**PROBLEM STATEMENT**:
In the entries below, which lines run from the one containing "session service error" to the one containing "email or the"? Copy exactly those lines, ends included, and no others.

INFORMATION SUPPLIED below:

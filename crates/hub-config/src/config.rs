//! Client configuration.
//!
//! The Supabase coordinates are fixed at build time. The optional JSON
//! file under [`Paths::config_file`] and the environment only tune
//! runtime behavior, which today means the log level; the client never
//! writes the file back.

use crate::{CoreError, CoreResult, Paths};
use serde::Deserialize;
use std::path::Path;
use url::Url;

/// Supabase project URL, set through `SUPABASE_URL` at build time.
pub const DEFAULT_SUPABASE_URL: &str = match option_env!("SUPABASE_URL") {
    Some(url) => url,
    None => "https://skills-hub.supabase.co",
};

/// Supabase publishable API key, set through `SUPABASE_PUBLISHABLE_KEY`
/// at build time. Publishable keys are not secrets.
pub const DEFAULT_SUPABASE_PUBLISHABLE_KEY: &str = match option_env!("SUPABASE_PUBLISHABLE_KEY") {
    Some(key) => key,
    None => "publishable-key",
};

/// Log level used when neither the file nor the environment names one.
pub const DEFAULT_LOG_LEVEL: &str = "info";

/// Runtime configuration for the portal client.
///
/// The Supabase fields are `serde(skip)`: a config file naming them is
/// ignored, so a tampered file cannot repoint the client at another
/// project.
#[derive(Debug, Clone, Deserialize)]
pub struct Config {
    /// Log level filter applied when `RUST_LOG` is unset.
    #[serde(default = "default_log_level")]
    pub log_level: String,
    /// Supabase project URL.
    #[serde(skip, default = "default_supabase_url")]
    pub supabase_url: String,
    /// Supabase publishable API key.
    #[serde(skip, default = "default_supabase_publishable_key")]
    pub supabase_publishable_key: String,
}

fn default_log_level() -> String {
    DEFAULT_LOG_LEVEL.to_string()
}

fn default_supabase_url() -> String {
    DEFAULT_SUPABASE_URL.to_string()
}

fn default_supabase_publishable_key() -> String {
    DEFAULT_SUPABASE_PUBLISHABLE_KEY.to_string()
}

impl Default for Config {
    fn default() -> Self {
        Self {
            log_level: default_log_level(),
            supabase_url: default_supabase_url(),
            supabase_publishable_key: default_supabase_publishable_key(),
        }
    }
}

impl Config {
    /// Load the configuration: compile-time defaults, then the config
    /// file if one exists, then the environment.
    pub fn load(paths: &Paths) -> CoreResult<Self> {
        let path = paths.config_file();
        let mut config = if path.exists() {
            Self::read_file(&path)?
        } else {
            Self::default()
        };
        config.apply_env();
        Ok(config)
    }

    fn read_file(path: &Path) -> CoreResult<Self> {
        let content = std::fs::read_to_string(path)?;
        Ok(serde_json::from_str(&content)?)
    }

    /// `SKILLS_HUB_LOG_LEVEL` wins over the file value.
    fn apply_env(&mut self) {
        if let Ok(level) = std::env::var("SKILLS_HUB_LOG_LEVEL") {
            self.log_level = level;
        }
    }

    /// The Supabase project URL, parsed.
    pub fn supabase_url(&self) -> CoreResult<Url> {
        Url::parse(&self.supabase_url).map_err(CoreError::from)
    }
}
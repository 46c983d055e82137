//! Storage trait definitions.

use crate::StorageResult;

/// Trait for session-slot storage backends
pub trait ProfileStorage: Send + Sync {
    /// Store a value
    fn set(&self, key: &str, value: &str) -> StorageResult<()>;

    /// Retrieve a value
    fn get(&self, key: &str) -> StorageResult<Option<String>>;

    /// Delete a value
    fn delete(&self, key: &str) -> StorageResult<bool>;

    /// Check if a key exists
    fn has(&self, key: &str) -> StorageResult<bool> {
        Ok(self.get(key)?.is_some())
    }
}
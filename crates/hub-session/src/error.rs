//! Session error types.

use thiserror::Error;

/// Session error type.
#[derive(Error, Debug)]
pub enum AuthError {
    /// Email not found or password mismatch; deliberately does not say which.
    #[error("Invalid email or password")]
    InvalidCredentials,

    /// A remote session names a user with no profile record
    #[error("No profile record for user {0}")]
    ProfileNotFound(String),

    /// A login or logout is already in flight (single-flight policy: reject)
    #[error("Another login or logout is already in progress")]
    OperationInFlight,

    /// Invalid transition in the session state machine
    #[error("Invalid session state transition: {0}")]
    InvalidStateTransition(String),

    /// Storage error
    #[error("Storage error: {0}")]
    Storage(#[from] hub_storage::StorageError),

    /// Credential store (directory) error
    #[error("Credential store error: {0}")]
    Directory(String),

    /// Remote session service error
    #[error("Remote session error: {0}")]
    Remote(String),

    /// Any other failure during login/logout
    #[error("Unexpected error: {0}")]
    Unexpected(String),
}

impl AuthError {
    /// Returns true for failures that must be shown as the generic
    /// "invalid email or password" message.
    pub fn is_invalid_credentials(&self) -> bool {
        matches!(self, AuthError::InvalidCredentials)
    }
}

/// Result type alias using AuthError.
pub type AuthResult<T> = Result<T, AuthError>;

#[cfg(test)]
mod tests {
    use super::*;

    #[test]
    fn invalid_credentials_message_is_generic() {
        // The user-visible message must not reveal whether the email or the
        // password was wrong.
        let message = AuthError::InvalidCredentials.to_string();
        assert_eq!(message, "Invalid email or password");
    }

    #[test]
    fn storage_error_converts() {
        let storage = hub_storage::StorageError::Encoding("bad json".to_string());
        let error: AuthError = storage.into();
        assert!(matches!(error, AuthError::Storage(_)));
    }

    #[test]
    fn is_invalid_credentials() {
        assert!(AuthError::InvalidCredentials.is_invalid_credentials());
        assert!(!AuthError::OperationInFlight.is_invalid_credentials());
    }
}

End of INFORMATION SUPPLIED.

**ANSWER FOR THIS EXERCISE**:
    /// Remote session service error
    #[error("Remote session error: {0}")]
    Remote(String),

    /// Any other failure during login/logout
    #[error("Unexpected error: {0}")]
    Unexpected(String),
}

impl AuthError {
    /// Returns true for failures that must be shown as the generic
    /// "invalid email or password" message.
    pub fn is_invalid_credentials(&self) -> bool {
        matches!(self, AuthError::InvalidCredentials)
    }
}

/// Result type alias using AuthError.
pub type AuthResult<T> = Result<T, AuthError>;

#[cfg(test)]
mod tests {
    use super::*;

    #[test]
    fn invalid_credentials_message_is_generic() {
        // The user-visible message must not reveal whether the email or the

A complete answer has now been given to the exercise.